Thus, if you have a midi track with a VST instrument and you do file → export → mixdown, the audio is being rendered on your computer and will be exported to the audio file.

And then what you need to do, as mentioned earlier, is select Offline (non-realtime) mixdown, instead of realtime mixdown. That should eliminate any crackles caused by bufferoverflow which you do get when recording realtime.

The problem with the export not working is probably because you’re not actually hosting the Vienna plugin in Cubase. I have no experience with Plogue Bidule and all the other stuff you have running to trigger your vienna instrument, but I can assure you that:

If you are exporting a midi track that is triggering a VSTi that is hosted inside Cubase, this will work just fine. I do that all the time.
Like others said, recording midi to audio is only necessary if the sound is not generated inside Cubase, but either hardware, or what I think you are doing by hosting your instrument outside of Cubase.

The record button on the transport bar only does realtime recording, just like the play button only does realtime playback. If you want to keep using your instrument the way you are using it now, you will have to find a way to record it into cubase without your PC choking on it. In other words, you will have to increase your ASIO latency, or reduce the PC load by disabling other tracks/plugins while recording.

That’s exactly right, I have been doing tests on this.

Everything works in real time, but:

If I host VE Pro directly in Cubase, audio mixdown works, but if I use “VE Pro Event Input”, which redirects MIDI input to a VE Pro instance elsewhere, audio mixdown gives no sound at all (again, no problem in real time).

VSL says VE Pro Event Input does not work when bouncing in Digital Performer, so it’s possible it also has problems in Cubase.

If I host VE Pro inside Bidule, then audio mixdown gives the the delayed/BRRR/static sound with the original sound variously recognizable (if I don’t use VE Pro Event Input) and almost not recognizable at all (if I use it).

But ignoring that Event Input plugin, Bidule apparently does not synchronize at all during mixdown and actually works like in real time, which would explain the BRRR sounds: the sound generated by the VSTi is late and somehow Bidule does not wait for it and gives truncated sounds to Cubase.

I’ll ask on the Bidule and VSL forums and post the answers here if I find anything useful.

Thanks.

Why not just increase you ASIO buffer size when you do you recording and see what happens?

Como

Whoops, missed the bit where you mentioned Bidule. So yeah, what Strophoid said :slight_smile:

There are no cracks if I increase the ASIO buffer size, but that was not really my problem.

Just to be clear, I was wrong: apparently arm and record always works in real time even if everything happens in software inside Cubase and the ASIO card isn’t used. And File>Export>Audio Mixdown DOES play MIDI tracks, so it is the proper way of rendering MIDI into audio.

Also, to render MIDI into audio internally in Cubase instead of to an external file only, it is possible to check “Audio Track” in the “Import into Project” section of the File>Export>Audio Mixdown dialog.

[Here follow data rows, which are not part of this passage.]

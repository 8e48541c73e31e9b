//! Sequence reconstruction.
//!
//! Fills every non-kept index so the output has exactly one frame per source
//! frame. Interior gaps are linearly interpolated between the nearest kept
//! frames on each side; gaps touching either end of the video duplicate the
//! nearest kept frame. Every synthesized frame records its derivation.

use crate::error::{PipelineError, PipelineResult};
use crate::resolver::{Decision, Resolution};
use poseq_models::{Derivation, Frame, FrameStatus, Keypoint, Mesh, Point3};
use std::collections::HashMap;
use std::sync::Arc;
use tracing::{debug, warn};

/// Two meshes brought to a common vertex count.
#[derive(Debug, Clone)]
pub struct AlignedMeshes {
    pub before: Vec<Point3>,
    pub after: Vec<Point3>,
    pub faces: Vec<[u32; 3]>,
}

impl AlignedMeshes {
    /// Align two meshes. The mesh with more vertices is the reference; the
    /// other is padded by repeating its trailing vertex.
    pub fn align(before: &Mesh, after: &Mesh) -> Self {
        let n = before.vertex_count().max(after.vertex_count());
        let faces = if after.vertex_count() > before.vertex_count() {
            after.faces.clone()
        } else {
            before.faces.clone()
        };
        Self {
            before: pad_vertices(&before.vertices, &after.vertices, n),
            after: pad_vertices(&after.vertices, &before.vertices, n),
            faces,
        }
    }

    /// Vertices blended at `factor`.
    pub fn blend(&self, factor: f64) -> Mesh {
        let vertices = self
            .before
            .iter()
            .zip(&self.after)
            .map(|(a, b)| a.lerp(*b, factor))
            .collect();
        Mesh::new(vertices, self.faces.clone())
    }
}

fn pad_vertices(vertices: &[Point3], other: &[Point3], n: usize) -> Vec<Point3> {
    let mut out = if vertices.is_empty() {
        other.to_vec()
    } else {
        vertices.to_vec()
    };
    if let Some(&last) = out.last() {
        out.resize(n, last);
    }
    out
}

/// Per-run memo of synthesized frames and aligned mesh pairs.
///
/// Owned by one reconstructor; never shared across runs.
#[derive(Debug, Default)]
pub struct ReconstructionCache {
    frames: HashMap<usize, Frame>,
    mesh_pairs: HashMap<(usize, usize), Arc<AlignedMeshes>>,
}

impl ReconstructionCache {
    pub fn frame(&self, index: usize) -> Option<&Frame> {
        self.frames.get(&index)
    }

    pub fn frame_count(&self) -> usize {
        self.frames.len()
    }

    pub fn mesh_pair_count(&self) -> usize {
        self.mesh_pairs.len()
    }
}

/// Builds the dense sequence from kept detections.
pub struct SequenceReconstructor<'a> {
    frames: &'a [Option<Frame>],
    resolution: &'a Resolution,
    fps: f64,
    prev_keep: Vec<Option<usize>>,
    next_keep: Vec<Option<usize>>,
    cache: ReconstructionCache,
}

impl<'a> SequenceReconstructor<'a> {
    /// Prepare reconstruction. Fails when no frame was kept.
    pub fn new(
        frames: &'a [Option<Frame>],
        resolution: &'a Resolution,
        fps: f64,
    ) -> PipelineResult<Self> {
        let n = frames.len();
        let keep = |i: usize| resolution.is_keep(i) && frames[i].is_some();

        let mut prev_keep = Vec::with_capacity(n);
        let mut last = None;
        for i in 0..n {
            if keep(i) {
                last = Some(i);
            }
            prev_keep.push(last);
        }

        let mut next_keep = vec![None; n];
        let mut next = None;
        for i in (0..n).rev() {
            if keep(i) {
                next = Some(i);
            }
            next_keep[i] = next;
        }

        if n > 0 && prev_keep[n - 1].is_none() {
            return Err(PipelineError::NoReliableFrames(n));
        }

        Ok(Self {
            frames,
            resolution,
            fps,
            prev_keep,
            next_keep,
            cache: ReconstructionCache::default(),
        })
    }

    /// Frame for `index`, synthesizing and caching it on first request.
    pub fn get_or_reconstruct(&mut self, index: usize) -> PipelineResult<&Frame> {
        let n = self.frames.len();
        if index >= n {
            return Err(PipelineError::FrameOutOfRange {
                index,
                frame_count: n,
            });
        }

        let frames: &'a [Option<Frame>] = self.frames;
        if self.resolution.is_keep(index) {
            if let Some(frame) = &frames[index] {
                return Ok(frame);
            }
        }

        if !self.cache.frames.contains_key(&index) {
            let frame = self.synthesize(index)?;
            self.cache.frames.insert(index, frame);
        }
        self.cache
            .frames
            .get(&index)
            .ok_or_else(|| PipelineError::internal(format!("frame {index} missing from cache")))
    }

    /// Produce the dense sequence, consuming the reconstructor.
    pub fn reconstruct_all(mut self) -> PipelineResult<Vec<Frame>> {
        let n = self.frames.len();
        let mut out = Vec::with_capacity(n);
        for index in 0..n {
            out.push(self.get_or_reconstruct(index)?.clone());
        }
        debug!(
            synthesized = self.cache.frame_count(),
            mesh_pairs = self.cache.mesh_pair_count(),
            "Reconstruction complete"
        );
        Ok(out)
    }

    pub fn cache(&self) -> &ReconstructionCache {
        &self.cache
    }

    fn synthesize(&mut self, index: usize) -> PipelineResult<Frame> {
        let status = match self.resolution.decision(index) {
            Some(Decision::Remove) => FrameStatus::Rejected,
            _ => FrameStatus::Reconstructed,
        };

        match (self.prev_keep[index], self.next_keep[index]) {
            (Some(before), Some(after)) if before != after => {
                self.interpolate(index, before, after, status)
            }
            (Some(source), _) | (None, Some(source)) => self.duplicate(index, source, status),
            (None, None) => Err(PipelineError::NoReliableFrames(self.frames.len())),
        }
    }

    fn kept(&self, index: usize) -> PipelineResult<&'a Frame> {
        let frames: &'a [Option<Frame>] = self.frames;
        frames[index]
            .as_ref()
            .ok_or_else(|| PipelineError::internal(format!("kept frame {index} has no detection")))
    }

    fn duplicate(&self, index: usize, source: usize, status: FrameStatus) -> PipelineResult<Frame> {
        let src = self.kept(source)?;
        debug!(frame_index = index, source, "Duplicating nearest kept frame");

        let mut frame = Frame::synthesized(
            index,
            self.fps,
            status,
            src.keypoints.clone(),
            Derivation::Duplicated { source },
        );
        frame.mesh = src.mesh.clone();
        frame.camera = src.camera;
        Ok(frame)
    }

    fn interpolate(
        &mut self,
        index: usize,
        before: usize,
        after: usize,
        status: FrameStatus,
    ) -> PipelineResult<Frame> {
        let a = self.kept(before)?;
        let b = self.kept(after)?;
        let factor = ((index - before) as f64 / (after - before) as f64).clamp(0.0, 1.0);

        let keypoints = a
            .keypoints
            .iter()
            .zip(&b.keypoints)
            .map(|(ka, kb)| {
                Keypoint::new(
                    ka.position.lerp(kb.position, factor),
                    ka.confidence.min(kb.confidence),
                )
            })
            .collect();

        let mut frame = Frame::synthesized(
            index,
            self.fps,
            status,
            keypoints,
            Derivation::Interpolated {
                before,
                after,
                factor,
            },
        );

        frame.camera = match (a.camera, b.camera) {
            (Some(ca), Some(cb)) => Some(ca.lerp(cb, factor)),
            (ca, cb) => ca.or(cb),
        };

        frame.mesh = match (&a.mesh, &b.mesh) {
            (Some(ma), Some(mb)) => Some(self.aligned_pair(before, after, ma, mb).blend(factor)),
            (ma, mb) => ma.as_ref().or(mb.as_ref()).cloned(),
        };

        Ok(frame)
    }

    fn aligned_pair(
        &mut self,
        before: usize,
        after: usize,
        ma: &Mesh,
        mb: &Mesh,
    ) -> Arc<AlignedMeshes> {
        self.cache
            .mesh_pairs
            .entry((before, after))
            .or_insert_with(|| {
                if ma.vertex_count() != mb.vertex_count() {
                    warn!(
                        before,
                        after,
                        before_vertices = ma.vertex_count(),
                        after_vertices = mb.vertex_count(),
                        "Mesh vertex counts differ; padding the smaller mesh"
                    );
                }
                Arc::new(AlignedMeshes::align(ma, mb))
            })
            .clone()
    }
}

#[cfg(test)]
mod tests {
    use super::*;
    use crate::resolver::{DecisionReason, FrameDecision};

    fn frame(index: usize, x: f64, conf: f64) -> Frame {
        Frame::source(index, 30.0, vec![Keypoint::new(Point3::new(x, 2.0 * x, 0.0), conf)])
    }

    fn resolution(decisions: &[Decision]) -> Resolution {
        Resolution {
            decisions: decisions
                .iter()
                .enumerate()
                .map(|(index, &decision)| FrameDecision {
                    index,
                    decision,
                    reason: DecisionReason::Reliable,
                })
                .collect(),
            ..Default::default()
        }
    }

    #[test]
    fn test_interior_gap_interpolates() {
        let frames = vec![Some(frame(0, 0.0, 0.9)), None, None, Some(frame(3, 30.0, 0.7))];
        let res = resolution(&[
            Decision::Keep,
            Decision::Reconstruct,
            Decision::Reconstruct,
            Decision::Keep,
        ]);
        let out = SequenceReconstructor::new(&frames, &res, 30.0)
            .unwrap()
            .reconstruct_all()
            .unwrap();

        assert_eq!(out.len(), 4);
        let f1 = &out[1];
        assert_eq!(f1.status, FrameStatus::Reconstructed);
        assert!((f1.keypoints[0].position.x - 10.0).abs() < 1e-9);
        assert!((f1.keypoints[0].position.y - 20.0).abs() < 1e-9);
        assert_eq!(f1.keypoints[0].confidence, 0.7);
        assert!(matches!(
            f1.derivation,
            Some(Derivation::Interpolated { before: 0, after: 3, .. })
        ));
    }

    #[test]
    fn test_edges_duplicate_and_removed_are_rejected() {
        let frames = vec![None, Some(frame(1, 5.0, 0.9)), Some(frame(2, 0.0, 0.1))];
        let res = resolution(&[Decision::Reconstruct, Decision::Keep, Decision::Remove]);
        let out = SequenceReconstructor::new(&frames, &res, 30.0)
            .unwrap()
            .reconstruct_all()
            .unwrap();

        assert_eq!(out[0].derivation, Some(Derivation::Duplicated { source: 1 }));
        assert_eq!(out[2].derivation, Some(Derivation::Duplicated { source: 1 }));
        assert_eq!(out[2].status, FrameStatus::Rejected);
        assert_eq!(out[2].keypoints[0].position.x, 5.0);
        assert_eq!(out[1].status, FrameStatus::Source);
    }

    #[test]
    fn test_no_kept_frame_is_fatal() {
        let frames = vec![Some(frame(0, 0.0, 0.1)), None];
        let res = resolution(&[Decision::Remove, Decision::Reconstruct]);
        assert!(matches!(
            SequenceReconstructor::new(&frames, &res, 30.0),
            Err(PipelineError::NoReliableFrames(2))
        ));
    }

    #[test]
    fn test_cache_returns_same_frame() {
        let frames = vec![Some(frame(0, 0.0, 0.9)), None, Some(frame(2, 4.0, 0.9))];
        let res = resolution(&[Decision::Keep, Decision::Reconstruct, Decision::Keep]);
        let mut recon = SequenceReconstructor::new(&frames, &res, 30.0).unwrap();
        let first = recon.get_or_reconstruct(1).unwrap().clone();
        let second = recon.get_or_reconstruct(1).unwrap().clone();
        assert_eq!(first, second);
        assert_eq!(recon.cache().frame_count(), 1);
        assert!(recon.get_or_reconstruct(3).is_err());
    }

    #[test]
    fn test_mesh_and_camera_interpolate() {
        let tri = vec![[0, 1, 2]];
        let small = Mesh::new(
            vec![Point3::ZERO, Point3::new(1.0, 0.0, 0.0)],
            vec![],
        );
        let large = Mesh::new(
            vec![
                Point3::new(2.0, 0.0, 0.0),
                Point3::new(3.0, 0.0, 0.0),
                Point3::new(4.0, 0.0, 0.0),
            ],
            tri.clone(),
        );
        let frames = vec![
            Some(frame(0, 0.0, 0.9).with_mesh(small).with_camera(Point3::ZERO)),
            None,
            Some(frame(2, 0.0, 0.9).with_mesh(large).with_camera(Point3::new(0.0, 0.0, 10.0))),
        ];
        let res = resolution(&[Decision::Keep, Decision::Reconstruct, Decision::Keep]);
        let mut recon = SequenceReconstructor::new(&frames, &res, 30.0).unwrap();
        let mid = recon.get_or_reconstruct(1).unwrap().clone();

        let mesh = mid.mesh.unwrap();
        assert_eq!(mesh.vertex_count(), 3);
        assert_eq!(mesh.faces, tri);
        // Padded vertex repeats (1,0,0) and blends halfway to (4,0,0).
        assert!((mesh.vertices[2].x - 2.5).abs() < 1e-12);
        assert_eq!(mid.camera, Some(Point3::new(0.0, 0.0, 5.0)));
        assert_eq!(recon.cache().mesh_pair_count(), 1);
    }
}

I was (and still am) having a problem only because my instruments are hosted inside Bidule and Vienna Ensemble Pro, and there is some faster-than-realtime synchronization problem going on during mixdown. When hosting the instruments directly in Cubase, audio mixdown does play MIDI tracks and works fine.

Yes when everything is internal in cubase, it’s called EXPORT.

If you have external stuff to cubase and/or you use the record button then as I have repeatedly said the ASIO buffer size is important.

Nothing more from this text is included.